3.3.2 Rendering Indian languages

The Prototext language [Gur88] was designed to provide runtime filters for working with Indian language scripts using unmodified text editors and word processors. Indian scripts comprise a near-isomorphic family of phonetic scripts with strict rules for the graphic composition of syllabic glyphs from vowel and consonant components, and are precursors to the simpler syllabic alphabets of the Far East. The interpreter allowed the repetitive bitmap operations and the script-specific composition rules to be efficiently and compactly implemented independently of text processing code. It also facilitated the development of the fonts and composition rules on ASCII terminals before graphic editing facilities became available, and provided slightly higher performance than the not-so-optimized C code performing the same function.

3.4 Multiparadigm Programming and Language Implementation

Either in response to a genuine need, or through the occupation of individuals with domain specific knowledge, the area of programming language implementation has traditionally been a hotbed for lightweight languages. The increasing use of multiparadigm and mixed-language programming, and the possible adoption of lightweight language tools that we advocate, increase the requirements for an efficient process of language implementation. We believe that the proliferation of languages used for implementing languages stems from the need to specify formal transformation rules for a wide variety of domains that occur in a language realization. The use of a special purpose (for mature tasks such as parsing) or a lightweight language can aid the specification -- and a subsequent implementation -- of tokens, grammars, type systems, tree transformations, optimizations, and machine code generators. Below we outline three representative examples from our own work.
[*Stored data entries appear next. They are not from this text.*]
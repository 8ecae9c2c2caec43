use anyhow::Result;
use clap::{Parser, Subcommand};

use primedash::ui::Tab;
use primedash::{analytics, cli, config};

#[derive(Debug, Parser)]
#[command(name = "primedash")]
#[command(about = "Operator dashboard for the Prime AI bot")]
struct App {
    #[command(subcommand)]
    command: Commands,
}

#[derive(Debug, Subcommand)]
enum Commands {
    /// Sign in with the URL the backend redirected you to (or a bare token)
    Login {
        /// Redirect URL containing `session_token=`, or the token itself
        redirect: Option<String>,
        /// Open the login page in the default browser first
        #[arg(long)]
        open: bool,
    },
    /// Forget the stored session
    Logout,
    /// Show session, backend and config status
    Status,
    /// Show counters and the leaderboard
    Stats,
    /// List servers you can manage
    Guilds,
    /// Open a server: show its settings, or its invite link if the bot is missing
    Open {
        /// Server id or name
        guild: String,
    },
    /// Show or edit a server's settings
    Settings {
        #[command(subcommand)]
        action: SettingsAction,
    },
    /// List a server's roles
    Roles {
        /// Server id or name
        guild: String,
    },
    /// List a server's text and announcement channels
    Channels {
        /// Server id or name
        guild: String,
    },
    /// Map software roles (AE, AM, CapCut, PR, PS) by role name
    SuggestRoles {
        /// Server id or name
        guild: String,
        /// Save the form after mapping
        #[arg(long)]
        save: bool,
    },
    /// Ask the backend's AI auditor for channel/role mappings and colours
    AiSuggest {
        /// Server id or name
        guild: String,
        /// Apply the mappings and colours, then save
        #[arg(long)]
        apply: bool,
    },
    /// Fire a backend action (verification, roles)
    Trigger {
        /// Server id or name
        guild: String,
        /// Action name
        action: String,
    },
    /// Describe a server layout; review and execute the AI plan
    Architect {
        /// Server id or name
        guild: String,
        /// What to build
        #[arg(trailing_var_arg = true, required = true)]
        prompt: Vec<String>,
        /// Execute without asking
        #[arg(long, short)]
        yes: bool,
    },
    /// Print the bot invite link for a server
    Invite {
        /// Server id or name
        guild: String,
        /// Don't open the link in a browser
        #[arg(long)]
        no_open: bool,
    },
    /// Live dashboard, redrawn every second
    Live {
        /// Stop after N frames
        #[arg(long)]
        frames: Option<u64>,
        /// Tab to show: overview, servers, customization, leaderboard
        #[arg(long)]
        tab: Option<Tab>,
        /// Open this server's settings (id or name) before the first frame
        #[arg(long)]
        guild: Option<String>,
    },
    /// Summarize logged backend calls
    History {
        /// Output format: table (default), json, csv
        #[arg(long, default_value = "table")]
        format: String,
        /// Only include the last N days of data
        #[arg(long)]
        days: Option<u32>,
    },
    /// Manage configuration
    Config {
        #[command(subcommand)]
        action: ConfigAction,
    },
}

#[derive(Debug, Subcommand)]
enum SettingsAction {
    /// Show the settings form
    Show {
        /// Server id or name
        guild: String,
    },
    /// Set fields (key=value ...) and save
    Set {
        /// Server id or name
        guild: String,
        /// Assignments such as prefix=? or log_channel=123
        #[arg(required = true)]
        assignments: Vec<String>,
    },
}

#[derive(Debug, Subcommand)]
enum ConfigAction {
    /// Show the effective configuration
    Show,
    /// Write the default config to ~/.primedash/config.toml
    Init {
        /// Overwrite an existing file
        #[arg(long)]
        force: bool,
    },
    /// Set a dotted key, e.g. backend.base_url
    Set { key: String, value: String },
    /// Reset the global config to defaults
    Reset,
}

fn main() -> Result<()> {
    let app = App::parse();
    let config = config::load();
    analytics::init(&config.logging);

    match app.command {
        Commands::Login { redirect, open } => cli::run_login(&config, redirect.as_deref(), open),
        Commands::Logout => cli::run_logout(&config),
        Commands::Status => cli::run_status(&config),
        Commands::Stats => cli::run_stats(&config),
        Commands::Guilds => cli::run_guilds(&config),
        Commands::Open { guild } => cli::run_open(&config, &guild),
        Commands::Settings { action } => match action {
            SettingsAction::Show { guild } => cli::run_settings_show(&config, &guild),
            SettingsAction::Set { guild, assignments } => {
                cli::run_settings_set(&config, &guild, &assignments)
            }
        },
        Commands::Roles { guild } => cli::run_roles(&config, &guild),
        Commands::Channels { guild } => cli::run_channels(&config, &guild),
        Commands::SuggestRoles { guild, save } => cli::run_suggest_roles(&config, &guild, save),
        Commands::AiSuggest { guild, apply } => cli::run_ai_suggest(&config, &guild, apply),
        Commands::Trigger { guild, action } => cli::run_trigger(&config, &guild, &action),
        Commands::Architect { guild, prompt, yes } => {
            cli::run_architect(&config, &guild, &prompt.join(" "), yes)
        }
        Commands::Invite { guild, no_open } => cli::run_invite(&config, &guild, !no_open),
        Commands::Live { frames, tab, guild } => {
            cli::live::run_live(&config, frames, tab, guild.as_deref())
        }
        Commands::History { format, days } => {
            let fmt = cli::OutputFormat::from_str_opt(Some(&format));
            cli::run_history(fmt, days)
        }
        Commands::Config { action } => match action {
            ConfigAction::Show => cli::run_config_show(),
            ConfigAction::Init { force } => cli::run_config_init(force),
            ConfigAction::Set { key, value } => cli::run_config_set(&key, &value),
            ConfigAction::Reset => cli::run_config_reset(),
        },
    }
}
3.4.1 Rule-based Programming

We designed and implemented term as a lightweight language for the realization of the blueprint multiparadigm environment [SDE94]. For that environment we needed to implement a functional and a logic programming language. Such languages are easily implemented using declarative rules as meta-interpreters in their own language [SS86, p. 150] [FH88, pp. 193-195]. This practice is unfortunately associated with serious bootstrapping and performance issues. Based on the intuition that with only a moderate increase in code size the above languages can be implemented in a language that does not support important features of functional and logic programming such as deep unification, input/output parameters, backtracking, and higher order functions, we defined term as a simple tuple pattern matching, rule-rewrite system. Term is implemented in 2300 lines of term, yacc, and lex as a compiler from term to C. It was bootstrapped using a Prolog interpreter since the syntax of term is very similar to that of Prolog, lacking however many of Prolog's logical features. The use of term as an implementation vehicle proved to be a good choice, since we were then able to implement the functional and the logic languages in just 1300 lines of structured term code that was then compiled into efficient C code.

3.4.2 CNC extensions to Postscript

Faced with developing a complete APT (Automatically Programmed Tools) language system for CNC applications [Kra86,CM89], we found it expedient to partition the problem into a simple 22-rule Yacc-based parser front-end to translate APT to a lightweight, Postscript-like back-end language, 4th, with minimal syntax checking. The semantic validation and N-D path geometry was developed directly in 4th, which even had a goto to match the Fortran-ish flavor of the APT source language. The path profiling code was later reduced to a C-based extension to the interpreter, which remained as the base engine. The 4th core was inspired by good microprocessor design: it had a control and status word, provided traps, single-stepping and call tracing, and allowed object-oriented programming support using software traps in 4th itself. The design achieved portability, scalability, capability for backending to CAD tools, and extendibility since builtin operator table could be easily added to. This approach allowed the reduction of our profiling algorithm to three operators, implemented in 1200 lines of C and using about 1000 lines of supporting code in 4th for full 2-1/2 D APT geometry.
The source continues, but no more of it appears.